Mais non, il monte à Paris, change de style au contact des célébrités du moment et finit par devenir incontournable. Quand on lit l’histoire à posteriori, on se dit qu’il ne pouvait en être autrement. Un tel génie ne pouvait rester à l’écart et il se devait de percer. Certes. Mais s’il n’avait pas connu Picasso et Breton ? Que serait-il devenu ? Qu’on me comprenne bien. Ma remarque n’enlève rien à sa capacité de peindre ni à son génie. Je me demande simplement si c’est grâce à son génie potentiel qu’il a été reconnu par ces célébrités (qui ont deviné avant tout le monde tout ce qu’il avait en lui) ou si c’est parce qu’il les a connues qu’il a été propulsé en avant (en partie parce que son art a évolué en fonction de la mode du moment, en partie parce que Picasso et les autres lui ont ouvert des portes). Cela revient donc à se demander ce qui est à l’origine du succès d’un artiste. Bien sûr les capacités doivent être là, cela semble l’évidence même, mais ne faut-il pas, à un certain moment, que des relations entrent en jeu ?

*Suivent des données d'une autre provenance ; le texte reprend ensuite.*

//! Session, interaction and operational-table persistence.

use rusqlite::params;
use rusqlite::OptionalExtension;

use crate::error::EngineError;
use crate::error::Result;
use crate::types::InteractionRecord;
use crate::types::SessionRecord;

use super::Store;

/// Terminal status of a background job run.
#[derive(Debug, Clone, Copy, PartialEq, Eq)]
pub enum JobStatus {
    Running,
    Succeeded,
    Failed,
}

impl JobStatus {
    pub fn label(&self) -> &'static str {
        match self {
            JobStatus::Running => "running",
            JobStatus::Succeeded => "succeeded",
            JobStatus::Failed => "failed",
        }
    }
}

/// A persisted rerank result, keyed by the deterministic cache key.
#[derive(Debug, Clone, PartialEq)]
pub struct RerankCacheRow {
    pub id: String,
    pub provider: String,
    pub model: String,
    pub query: String,
    pub created_at: i64,
    pub result_json: String,
}

impl Store {
    // ========== Sessions & interactions ==========

    /// Create a session row.
    pub async fn start_session(&self, session: SessionRecord) -> Result<()> {
        self.with_conn(move |conn| {
            conn.execute(
                "INSERT INTO session (id, tool, user, repo, branch, started_at, finished_at)
                 VALUES (?1, ?2, ?3, ?4, ?5, ?6, ?7)",
                params![
                    session.id,
                    session.tool,
                    session.user,
                    session.repo,
                    session.branch,
                    session.started_at,
                    session.finished_at,
                ],
            )
            .map_err(EngineError::from)?;
            Ok(())
        })
        .await
    }

    /// Mark a session finished.
    pub async fn finish_session(&self, session_id: &str, finished_at: i64) -> Result<()> {
        let session_id = session_id.to_string();
        self.with_conn(move |conn| {
            conn.execute(
                "UPDATE session SET finished_at = ?2 WHERE id = ?1",
                params![session_id, finished_at],
            )
            .map_err(|e| EngineError::store_io("finish_session", e))?;
            Ok(())
        })
        .await
    }

    /// Append an interaction to a session. Returns the row id.
    pub async fn record_interaction(
        &self,
        session_id: &str,
        ts: i64,
        query: &str,
        bundle_id: Option<&str>,
    ) -> Result<i64> {
        let session_id = session_id.to_string();
        let query = query.to_string();
        let bundle_id = bundle_id.map(str::to_string);
        self.with_conn(move |conn| {
            conn.execute(
                "INSERT INTO interaction (session_id, ts, query, bundle_id, satisfied, notes)
                 VALUES (?1, ?2, ?3, ?4, NULL, NULL)",
                params![session_id, ts, query, bundle_id],
            )
            .map_err(EngineError::from)?;
            Ok(conn.last_insert_rowid())
        })
        .await
    }

    /// Record the outcome of an interaction.
    pub async fn mark_satisfied(
        &self,
        interaction_id: i64,
        satisfied: bool,
        notes: Option<&str>,
    ) -> Result<()> {
        let notes = notes.map(str::to_string);
        self.with_conn(move |conn| {
            conn.execute(
                "UPDATE interaction SET satisfied = ?2, notes = ?3 WHERE id = ?1",
                params![interaction_id, satisfied as i64, notes],
            )
            .map_err(|e| EngineError::store_io("mark_satisfied", e))?;
            Ok(())
        })
        .await
    }

    /// All interactions with a recorded outcome, oldest first. Consumed by
    /// the learning loop.
    pub async fn judged_interactions(&self) -> Result<Vec<InteractionRecord>> {
        self.with_conn(|conn| {
            let mut stmt = conn
                .prepare_cached(
                    "SELECT id, session_id, ts, query, bundle_id, satisfied, notes
                     FROM interaction WHERE satisfied IS NOT NULL ORDER BY ts ASC, id ASC",
                )
                .map_err(|e| EngineError::store_io("prepare judged_interactions", e))?;
            let rows = stmt
                .query_map([], |row| {
                    Ok(InteractionRecord {
                        id: row.get(0)?,
                        session_id: row.get(1)?,
                        ts: row.get(2)?,
                        query: row.get(3)?,
                        bundle_id: row.get(4)?,
                        satisfied: row.get(5)?,
                        notes: row.get(6)?,
                    })
                })
                .map_err(|e| EngineError::store_io("judged_interactions", e))?;
            let mut out = Vec::new();
            for row in rows {
                out.push(row.map_err(|e| EngineError::store_io("read interaction", e))?);
            }
            Ok(out)
        })
        .await
    }

    // ========== Job runs & search log ==========

    /// Record the start of a background job. Returns the job id.
    pub async fn job_started(&self, kind: &str, started_at: i64) -> Result<i64> {
        let kind = kind.to_string();
        self.with_conn(move |conn| {
            conn.execute(
                "INSERT INTO job_run (kind, started_at, status) VALUES (?1, ?2, 'running')",
                params![kind, started_at],
            )
            .map_err(|e| EngineError::store_io("job_started", e))?;
            Ok(conn.last_insert_rowid())
        })
        .await
    }

    /// Record the end of a background job.
    pub async fn job_finished(
        &self,
        job_id: i64,
        status: JobStatus,
        finished_at: i64,
        error_text: Option<&str>,
    ) -> Result<()> {
        let error_text = error_text.map(str::to_string);
        self.with_conn(move |conn| {
            conn.execute(
                "UPDATE job_run SET status = ?2, finished_at = ?3, error_text = ?4 WHERE id = ?1",
                params![job_id, status.label(), finished_at, error_text],
            )
            .map_err(|e| EngineError::store_io("job_finished", e))?;
            Ok(())
        })
        .await
    }

    /// Append to the search log.
    pub async fn log_search(&self, query: &str, ts: i64, k: usize) -> Result<()> {
        let query = query.to_string();
        self.with_conn(move |conn| {
            conn.execute(
                "INSERT INTO search_log (query, ts, k) VALUES (?1, ?2, ?3)",
                params![query, ts, k as i64],
            )
            .map_err(|e| EngineError::store_io("log_search", e))?;
            Ok(())
        })
        .await
    }

    // ========== Rerank cache ==========

    /// Look up a cached rerank result by its deterministic key.
    pub async fn rerank_cache_get(&self, key: &str) -> Result<Option<RerankCacheRow>> {
        let key = key.to_string();
        self.with_conn(move |conn| {
            conn.query_row(
                "SELECT id, provider, model, query, created_at, result_json
                 FROM rerank_cache WHERE id = ?1",
                params![key],
                |row| {
                    Ok(RerankCacheRow {
                        id: row.get(0)?,
                        provider: row.get(1)?,
                        model: row.get(2)?,
                        query: row.get(3)?,
                        created_at: row.get(4)?,
                        result_json: row.get(5)?,
                    })
                },
            )
            .optional()
            .map_err(|e| EngineError::store_io("rerank_cache_get", e))
        })
        .await
    }

    /// Store a rerank result. Last write wins on key collision.
    pub async fn rerank_cache_put(&self, row: RerankCacheRow) -> Result<()> {
        self.with_conn(move |conn| {
            conn.execute(
                "INSERT OR REPLACE INTO rerank_cache
                 (id, provider, model, query, created_at, result_json)
                 VALUES (?1, ?2, ?3, ?4, ?5, ?6)",
                params![
                    row.id,
                    row.provider,
                    row.model,
                    row.query,
                    row.created_at,
                    row.result_json,
                ],
            )
            .map_err(|e| EngineError::store_io("rerank_cache_put", e))?;
            Ok(())
        })
        .await
    }

    /// Drop rerank-cache rows older than `cutoff` (Unix seconds).
    pub async fn rerank_cache_evict_before(&self, cutoff: i64) -> Result<usize> {
        self.with_conn(move |conn| {
            let n = conn
                .execute(
                    "DELETE FROM rerank_cache WHERE created_at < ?1",
                    params![cutoff],
                )
                .map_err(|e| EngineError::store_io("rerank_cache_evict", e))?;
            Ok(n)
        })
        .await
    }

    // ========== Packing profiles ==========

    /// Load the packing profile JSON for `(repo, model)`.
    pub async fn packing_profile(&self, repo: &str, model: &str) -> Result<Option<String>> {
        let repo = repo.to_string();
        let model = model.to_string();
        self.with_conn(move |conn| {
            conn.query_row(
                "SELECT profile_json FROM packing_profile WHERE repo = ?1 AND model = ?2",
                params![repo, model],
                |row| row.get(0),
            )
            .optional()
            .map_err(|e| EngineError::store_io("packing_profile", e))
        })
        .await
    }

    /// Persist a packing profile for `(repo, model)`.
    pub async fn save_packing_profile(
        &self,
        repo: &str,
        model: &str,
        profile_json: &str,
        updated_at: i64,
    ) -> Result<()> {
        let repo = repo.to_string();
        let model = model.to_string();
        let profile_json = profile_json.to_string();
        self.with_conn(move |conn| {
            conn.execute(
                "INSERT OR REPLACE INTO packing_profile (repo, model, profile_json, updated_at)
                 VALUES (?1, ?2, ?3, ?4)",
                params![repo, model, profile_json, updated_at],
            )
            .map_err(|e| EngineError::store_io("save_packing_profile", e))?;
            Ok(())
        })
        .await
    }

    // ========== Policy versions ==========

    /// Persist a new policy version pointing at its predecessor. Returns the
    /// new version id.
    pub async fn push_policy_version(
        &self,
        params_json: &str,
        parent_id: Option<i64>,
        created_at: i64,
    ) -> Result<i64> {
        let params_json = params_json.to_string();
        self.with_conn(move |conn| {
            conn.execute(
                "INSERT INTO policy_version (created_at, params_json, parent_id)
                 VALUES (?1, ?2, ?3)",
                params![created_at, params_json, parent_id],
            )
            .map_err(EngineError::from)?;
            Ok(conn.last_insert_rowid())
        })
        .await
    }

    /// The latest policy version, if any: `(id, params_json, parent_id)`.
    pub async fn latest_policy_version(&self) -> Result<Option<(i64, String, Option<i64>)>> {
        self.with_conn(|conn| {
            conn.query_row(
                "SELECT id, params_json, parent_id FROM policy_version
                 ORDER BY id DESC LIMIT 1",
                [],
                |row| Ok((row.get(0)?, row.get(1)?, row.get(2)?)),
            )
            .optional()
            .map_err(|e| EngineError::store_io("latest_policy_version", e))
        })
        .await
    }

    /// Fetch one policy version by id: `(id, params_json, parent_id)`.
    pub async fn policy_version_by_id(
        &self,
        id: i64,
    ) -> Result<Option<(i64, String, Option<i64>)>> {
        self.with_conn(move |conn| {
            conn.query_row(
                "SELECT id, params_json, parent_id FROM policy_version WHERE id = ?1",
                params![id],
                |row| Ok((row.get(0)?, row.get(1)?, row.get(2)?)),
            )
            .optional()
            .map_err(|e| EngineError::store_io("policy_version_by_id", e))
        })
        .await
    }
}

#[cfg(test)]
#[path = "sessions.test.rs"]
mod tests;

Si Miro, à Paris, s’était imprégné du mouvement surréaliste sans côtoyer personne ? Ses peintures auraient été les mêmes que celles qu nous connaissons, mais aurait-il percé avec la même facilité ? Les personnes optimistes diront qu’oui, que de toute façon quelqu’un aurait bien fini par le remarquer, isolé dans son coin et lui aurait ouvert les portes des salons et des expositions. Mais si cela n’avait pas été le cas ?
Qui dira jamais le rôle des relations dans ces affaires ? Je ne parle pas même pas ici de relations dans le sens habituel (relations politiques, personnages importants), mais simplement de relations amicales. De fil en aiguille, votre ami connaît quelqu’un, qui connaît quelqu’un et vous vous retrouvez subitement sous les feux de la rampe.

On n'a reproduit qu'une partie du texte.